1. A mixing agitator that is a rotating portion of a mixer having blades that cause mixing turbulence which blades comprise fluorinated polymer and have sufficient strength to withstand mixing forces when rotated in a fluid other than gas, said mixing agitator further comprising a glass coated metal hub radially symmetrical about a central axis; wherein said hub is partially embedded within the fluorinated polymer and the fluorinated polymer is secured to the hub by securing portions of the hub, said fluorinated polymer extending beyond said hub and forms said agitator blades, said glass coated metal hub having a centrally located receiving portion about the central axis for receiving a drive shaft for rotating the agitator.

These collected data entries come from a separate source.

//! Online mean/stdev accumulation across accepted frames (spec §4.6).

use crate::error::{Result, StarStackError};
use crate::image::Image;

/// Welford's online accumulator, tracked per-pixel across an arbitrary
/// number of same-shaped frames without holding all of them in memory at once.
pub struct RunningStack {
    count: u64,
    mean: Image,
    m2: Image,
}

impl RunningStack {
    /// An empty accumulator for images of the given shape.
    pub fn new(rows: usize, cols: usize) -> Self {
        RunningStack {
            count: 0,
            mean: Image::zeros((rows, cols)),
            m2: Image::zeros((rows, cols)),
        }
    }

    pub fn shape(&self) -> (usize, usize) {
        self.mean.dim()
    }

    pub fn count(&self) -> u64 {
        self.count
    }

    /// Fold one more frame into the accumulator. Every frame after the first
    /// must match the accumulator's shape.
    pub fn push(&mut self, frame: &Image) -> Result<()> {
        if self.count > 0 && frame.dim() != self.mean.dim() {
            return Err(StarStackError::ShapeMismatch {
                expected: self.mean.dim(),
                actual: frame.dim(),
            });
        }
        if self.count == 0 && frame.dim() != self.mean.dim() {
            self.mean = Image::zeros(frame.dim());
            self.m2 = Image::zeros(frame.dim());
        }

        self.count += 1;
        let n = self.count as f64;

        if self.count == 1 {
            self.mean.assign(frame);
            self.m2.fill(0.0);
            return Ok(());
        }

        ndarray::Zip::from(&mut self.mean)
            .and(&mut self.m2)
            .and(frame)
            .for_each(|mean, m2, &value| {
                let delta = value - *mean;
                *mean += delta / n;
                let delta2 = value - *mean;
                *m2 += delta * delta2;
            });

        Ok(())
    }

    /// The per-pixel mean of all frames pushed so far.
    pub fn mean(&self) -> &Image {
        &self.mean
    }

    /// The per-pixel population standard deviation (`sqrt(M2 / n)`) of all
    /// frames pushed so far. All zero before any frame has been pushed.
    pub fn stdev(&self) -> Image {
        if self.count == 0 {
            return self.m2.clone();
        }
        let n = self.count as f64;
        self.m2.mapv(|v| (v / n).sqrt())
    }
}
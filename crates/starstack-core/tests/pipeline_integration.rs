use fitsio::images::{ImageDescription, ImageType};
use fitsio::FitsFile;
use ndarray::Array2;
use tempfile::tempdir;

use starstack_core::config::PipelineConfig;
use starstack_core::flatten::FlattenStrategy;
use starstack_core::pipeline::run_pipeline;

fn write_fits(path: &std::path::Path, image: &Array2<f64>) {
    let (rows, cols) = image.dim();
    let description = ImageDescription {
        data_type: ImageType::Double,
        dimensions: &[rows, cols],
    };
    let mut fptr = FitsFile::create(path).open().unwrap();
    let hdu = fptr.create_image("PRIMARY".to_string(), &description).unwrap();
    let contiguous: Vec<f64> = image.iter().copied().collect();
    hdu.write_image(&mut fptr, &contiguous).unwrap();
}

/// Six well-separated star positions (row, col) on a 160x160 canvas, far
/// enough apart that a small whole-frame shift never changes which blob is
/// whose nearest neighbour. ICP's per-iteration match count is
/// `min(|R|, |S|) / 2` (spec §4.4), so six stars is the minimum that leaves
/// a full-rank (3-pair) affine fit.
const STAR_POSITIONS: [(usize, usize); 6] =
    [(20, 20), (20, 140), (140, 20), (140, 140), (80, 80), (20, 80)];

/// A flat background with one bright, well-isolated blob per [`STAR_POSITIONS`]
/// entry, each offset by `(dr, dc)`, that the star detector can pick up as
/// distinct centroids.
fn frame_with_stars(dr: isize, dc: isize) -> Array2<f64> {
    let mut image = Array2::from_elem((160, 160), 100.0);
    for &(row, col) in &STAR_POSITIONS {
        let row = (row as isize + dr) as usize;
        let col = (col as isize + dc) as usize;
        for r in 0..7 {
            for c in 0..7 {
                image[[row + r, col + c]] = 5000.0;
            }
        }
    }
    image
}

#[test]
fn noreg_stacks_two_identical_frames_without_registration() {
    let dir = tempdir().unwrap();
    let reference_path = dir.path().join("reference.fits");
    let frame_path = dir.path().join("frame.fits");

    let image = frame_with_stars(0, 0);
    write_fits(&reference_path, &image);
    write_fits(&frame_path, &image);

    let config = PipelineConfig {
        noreg: true,
        ..PipelineConfig::default()
    };

    let output = run_pipeline(&reference_path, &[frame_path], &config).unwrap();
    assert_eq!(output.frames_stacked, 1);
    assert_eq!(output.frames_rejected, 0);
    for (&mean, &original) in output.mean.iter().zip(image.iter()) {
        assert!((mean - original).abs() < 1e-6);
    }
    assert!(output.stdev.iter().all(|&v| v.abs() < 1e-6));
}

#[test]
fn registered_translated_frame_aligns_back_onto_reference() {
    let dir = tempdir().unwrap();
    let reference_path = dir.path().join("reference.fits");
    let frame_path = dir.path().join("frame.fits");

    let reference = frame_with_stars(0, 0);
    let shifted = frame_with_stars(4, 0);
    write_fits(&reference_path, &reference);
    write_fits(&frame_path, &shifted);

    let config = PipelineConfig {
        flatten_strategy: FlattenStrategy::Wavelet,
        star_threshold_percent: 5.0,
        ..PipelineConfig::default()
    };

    let output = run_pipeline(&reference_path, &[frame_path], &config).unwrap();
    assert_eq!(output.frames_stacked, 1);

    // The resampled frame should land each bright blob back near its
    // un-shifted reference position rather than 4 rows down, within a
    // couple of pixels of interpolation slop.
    for &(row, col) in &STAR_POSITIONS {
        let center = output.mean[[row + 3, col + 3]];
        assert!(
            center > 2000.0,
            "expected blob centered near ({row}, {col}) to survive registration, got {center}"
        );
    }
}

#[test]
fn missing_reference_file_aborts_the_run() {
    let dir = tempdir().unwrap();
    let reference_path = dir.path().join("does-not-exist.fits");
    let config = PipelineConfig::default();
    let inputs: Vec<std::path::PathBuf> = vec![];
    let result = run_pipeline(&reference_path, &inputs, &config);
    assert!(result.is_err());
}
use std::io;
use thiserror::Error;

/// Crate-wide result alias.
pub type Result<T> = std::result::Result<T, UmbralError>;

/// Errors surfaced by the engine and the persistent store.
///
/// Commit conflicts are deliberately not represented here: losing the
/// commit race is reported as `Transaction::commit() == false` so the hot
/// path stays a plain boolean. Internal invariant violations panic after
/// logging a diagnostic; they indicate bugs, not recoverable states.
#[derive(Debug, Error)]
pub enum UmbralError {
    /// Underlying file or mapping operation failed.
    #[error("I/O error: {0}")]
    Io(#[from] io::Error),
    /// On-disk state failed validation (bad magic, checksum, truncation).
    #[error("corruption detected: {0}")]
    Corruption(String),
    /// The requested object id is unknown at this snapshot.
    #[error("{0} not found")]
    NotFound(&'static str),
    /// The object was removed, either by this transaction or an earlier one.
    #[error("object was removed")]
    Removed,
    /// A lookup requested a different type than the object was stored with.
    #[error("object has a different type than requested")]
    WrongType,
    /// Caller misuse that is detectable without touching disk.
    #[error("invalid argument: {0}")]
    InvalidArgument(String),
    /// The arena cannot satisfy an allocation from the mapped region.
    #[error("arena exhausted: {0}")]
    OutOfSpace(String),
    /// The mapped file declares a format this build does not understand.
    #[error("unsupported format version {0}")]
    UnsupportedVersion(u64),
}
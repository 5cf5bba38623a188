//! Scoped, snapshot-isolated transactions.

use crate::epoch::{Engine, Epoch};
use crate::sandbox::Sandbox;

/// A snapshot-isolated unit of work.
///
/// A transaction pins the epoch current at [`Engine::begin`]; every read
/// through it observes that epoch until the transaction itself overwrites
/// the value. Mutations accumulate in the transaction's sandbox and only
/// become visible through [`Transaction::commit`]. Dropping a transaction
/// without committing discards the sandbox (children before parents) and
/// releases the snapshot.
pub struct Transaction {
    engine: Engine,
    epoch: Epoch,
    sandbox: Sandbox,
}

impl Engine {
    /// Begins a transaction reading at the current epoch.
    pub fn begin(&self) -> Transaction {
        let epoch = self.register_snapshot();
        Transaction {
            engine: self.clone(),
            epoch,
            sandbox: Sandbox::default(),
        }
    }
}

impl Transaction {
    /// The epoch this transaction reads at.
    pub fn epoch(&self) -> Epoch {
        self.epoch
    }

    /// Number of objects this transaction has touched.
    pub fn touched(&self) -> usize {
        self.sandbox.len()
    }

    /// Atomically publishes the buffered writes.
    ///
    /// Returns `false` when the transaction lost the race to a concurrent
    /// committer; the speculative values are discarded either way and the
    /// caller decides whether to retry with a fresh transaction. A
    /// read-only transaction commits trivially.
    pub fn commit(mut self) -> bool {
        let epoch = self.epoch;
        self.sandbox.commit(&self.engine, epoch).is_some()
    }

    pub(crate) fn sandbox(&self) -> &Sandbox {
        &self.sandbox
    }

    pub(crate) fn sandbox_mut(&mut self) -> &mut Sandbox {
        &mut self.sandbox
    }
}

impl Drop for Transaction {
    fn drop(&mut self) {
        self.sandbox.clear();
        self.engine.release_snapshot(self.epoch);
    }
}
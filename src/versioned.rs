//! In-memory typed versioned objects.

use std::any::Any;
use std::sync::Arc;

use tracing::error;

use crate::epoch::{Engine, Epoch};
use crate::error::{Result, UmbralError};
use crate::object::{Participant, Token};
use crate::sandbox::{LocalSlot, ObjKey};
use crate::table::{TableCell, VersionTable};
use crate::transaction::Transaction;

/// A value of type `T` with a full MVCC version history, living purely in
/// memory.
///
/// This is the default participant for values where every version can be
/// an independent copy. Reads are lock-free against the version table;
/// mutation buffers a private copy in the transaction's sandbox until
/// commit. Values whose versions should share structure implement
/// [`Participant`] directly instead.
pub struct Versioned<T: Clone + Send + Sync + 'static> {
    core: Arc<VersionedCore<T>>,
}

impl<T: Clone + Send + Sync + 'static> Clone for Versioned<T> {
    fn clone(&self) -> Self {
        Versioned {
            core: self.core.clone(),
        }
    }
}

struct VersionedCore<T> {
    engine: Engine,
    cell: TableCell<T>,
    parent: Option<Arc<dyn Participant>>,
}

impl<T: Clone + Send + Sync + 'static> Versioned<T> {
    /// Creates a parentless versioned value holding `value`.
    pub fn new(engine: &Engine, value: T) -> Self {
        Self::build(engine, value, None)
    }

    /// Creates a versioned value that must commit before `parent`.
    pub fn with_parent(engine: &Engine, value: T, parent: Arc<dyn Participant>) -> Self {
        Self::build(engine, value, Some(parent))
    }

    fn build(engine: &Engine, value: T, parent: Option<Arc<dyn Participant>>) -> Self {
        Versioned {
            core: Arc::new(VersionedCore {
                engine: engine.clone(),
                cell: TableCell::new(VersionTable::initial(value)),
                parent,
            }),
        }
    }

    /// This object as a chain participant, e.g. to parent another object.
    pub fn as_participant(&self) -> Arc<dyn Participant> {
        self.core.clone()
    }

    fn key(&self) -> ObjKey {
        ObjKey::of_sized(&self.core)
    }

    /// The value visible to `tx`: its own speculative copy if it has one,
    /// otherwise the committed value at the transaction's epoch.
    pub fn read(&self, tx: &Transaction) -> Result<T> {
        match tx.sandbox().slot(self.key()) {
            Some(LocalSlot::Value(_)) => tx
                .sandbox()
                .value_ref::<T>(self.key())
                .cloned()
                .ok_or(UmbralError::WrongType),
            Some(LocalSlot::Removed) => Err(UmbralError::Removed),
            _ => Ok(self.core.cell.load().value_at_epoch(tx.epoch()).clone()),
        }
    }

    /// Mutable access to this transaction's private copy, materialized
    /// from the snapshot on first use.
    pub fn mutate<'t>(&self, tx: &'t mut Transaction) -> Result<&'t mut T> {
        let key = self.key();
        match tx.sandbox().slot(key) {
            Some(LocalSlot::Value(_)) => {}
            Some(LocalSlot::Removed) => return Err(UmbralError::Removed),
            _ => {
                let value = self.core.cell.load().value_at_epoch(tx.epoch()).clone();
                let obj: Arc<dyn Participant> = self.core.clone();
                tx.sandbox_mut().set_local_value(&obj, Some(Box::new(value)));
            }
        }
        tx.sandbox_mut()
            .value_mut::<T>(key)
            .ok_or(UmbralError::WrongType)
    }

    /// Replaces the value wholesale.
    pub fn write(&self, tx: &mut Transaction, value: T) -> Result<()> {
        *self.mutate(tx)? = value;
        Ok(())
    }

    /// Number of superseded versions still held in the table. Meaningful
    /// only while the engine is quiescent; cleanups shrink it.
    pub fn history_size(&self) -> usize {
        self.core.cell.load().len() - 1
    }
}

impl<T: Clone + Send + Sync + 'static> Participant for VersionedCore<T> {
    fn parent(&self) -> Option<Arc<dyn Participant>> {
        self.parent.clone()
    }

    fn check(&self, old_epoch: Epoch, _new_epoch: Epoch, _staged: Option<&(dyn Any + Send)>) -> bool {
        !self.cell.updated_since(old_epoch)
    }

    fn setup(
        &self,
        old_epoch: Epoch,
        new_epoch: Epoch,
        staged: Option<&(dyn Any + Send)>,
    ) -> Option<Token> {
        debug_assert_eq!(
            new_epoch,
            self.engine.current_epoch() + 1,
            "epochs out of order"
        );
        let staged = match staged {
            Some(v) => v,
            None => {
                error!("in-memory versioned object staged a removal");
                panic!("removal staged for an in-memory versioned object");
            }
        };
        let value = match staged.downcast_ref::<T>() {
            Some(v) => v.clone(),
            None => {
                error!("staged value has an unexpected type");
                panic!("staged value has an unexpected type");
            }
        };
        if self.cell.stage(&self.engine, old_epoch, new_epoch, value) {
            Some(Token::noop())
        } else {
            None
        }
    }

    fn commit(self: Arc<Self>, _new_epoch: Epoch, _token: Token) {
        // The previously current version just became history; schedule it
        // for removal once nothing can observe it.
        let valid_from = self.cell.load().cleanup_lower_bound();
        let engine = self.engine.clone();
        engine.register_cleanup(self, valid_from);
    }

    fn rollback(&self, _new_epoch: Epoch, _staged: Option<&(dyn Any + Send)>, _token: Token) {
        self.cell.unstage(&self.engine);
    }

    fn cleanup(&self, unused_valid_from: Epoch, trigger_epoch: Epoch) {
        if !self.cell.remove_version(&self.engine, unused_valid_from) {
            error!(
                unused_valid_from,
                trigger_epoch, "version to clean up does not exist"
            );
            panic!("cleanup target missing");
        }
    }

    fn rename_epoch(&self, old_valid_from: Epoch, new_valid_from: Epoch) -> Epoch {
        match self.cell.relabel(&self.engine, old_valid_from, new_valid_from) {
            Some(neighbor) => neighbor,
            None => {
                error!(old_valid_from, new_valid_from, "rename target does not exist");
                panic!("rename target missing");
            }
        }
    }
}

2. The mixing agitator of claim 1; wherein the fluorinated polymer is polytetrafluoroethylene (PTFE).

3. The mixing agitator of claim 2; wherein the metal is steel or an iron alloy.

4. The mixing agitator of claim 2; wherein the metal is an alloy of titanium, vanadium, chromium, nickel, iron, zirconium or mixtures thereof.

5. The mixing agitator of claim 1; wherein the fluorinated polymer comprises embedded reinforcement.

6. The mixing agitator of claim 5; wherein the reinforcement comprises embedded carbon, glass, metal, or ceramic.

7. The mixing agitator of claim 6 where the reinforcement comprises embedded carbon fiber, glass fiber or metal fiber.

8. The mixing agitator of claim 7; wherein the embedded fiber is steel fiber.

9. The mixing agitator of claim 1; wherein the receiving portion is a hole having a ground glass sidewall.

10. The mixing agitator of claim 1; wherein the hub comprises securing portions surrounded by the fluorinated polymer, such that the fluorinated polymer can't be removed and the securing portions assist in stabilizing the agitator blades.

11. The mixing agitator of claim 1; wherein the fluoropolymer is fused about the hub to embed at least a portion thereof.

12. A mixing apparatus; wherein it comprises the agitator of claim 1 connected to the drive shaft at the receiving portion and a rotational drive connected to the drive shaft.

13. The mixing apparatus of claim 12; wherein the fluorinated polymer comprises embedded reinforcement in the form of embedded carbon fiber, glass fiber or metal fiber and the receiving portion in the hub comprises a hole having a ground glass sidewall and where the drive shaft is glass coated and has a ground glass end for mating with the hole in the hub.

14. The mixing apparatus of claim 13; wherein the drive shaft and hub are connected by an interference fit.

15. A method for mixing substances; wherein it comprises mixing in the apparatus according to claim 12.

16. A mixing agitator that is a rotating portion of a mixer having blades that cause mixing turbulence which blades comprise fluorinated polymer and have sufficient strength to withstand mixing forces when rotated in a fluid other than gas, said mixing agitator further comprising a glass coated metal hub radially symmetrical about a central axis; wherein said hub is partially embedded within the fluorinated polymer and the fluorinated polymer is secured to the hub by securing portions of the hub, said fluorinated polymer extending beyond said hub and forms said agitator blades, said glass coated metal hub having a centrally located receiving portion about the central axis for receiving a drive shaft for rotating the agitator; wherein the hub comprises securing portions surrounded by the fluorinated polymer, such that the fluorinated polymer can't be removed and the securing portions assist in stabilizing the agitator blades; wherein the securing portions comprise fluorinated polymer embedded glass coated lugs.

17. The mixing agitator of claim 16; wherein the lugs each comprise a through hole filled with and securing the fluorinated polymer.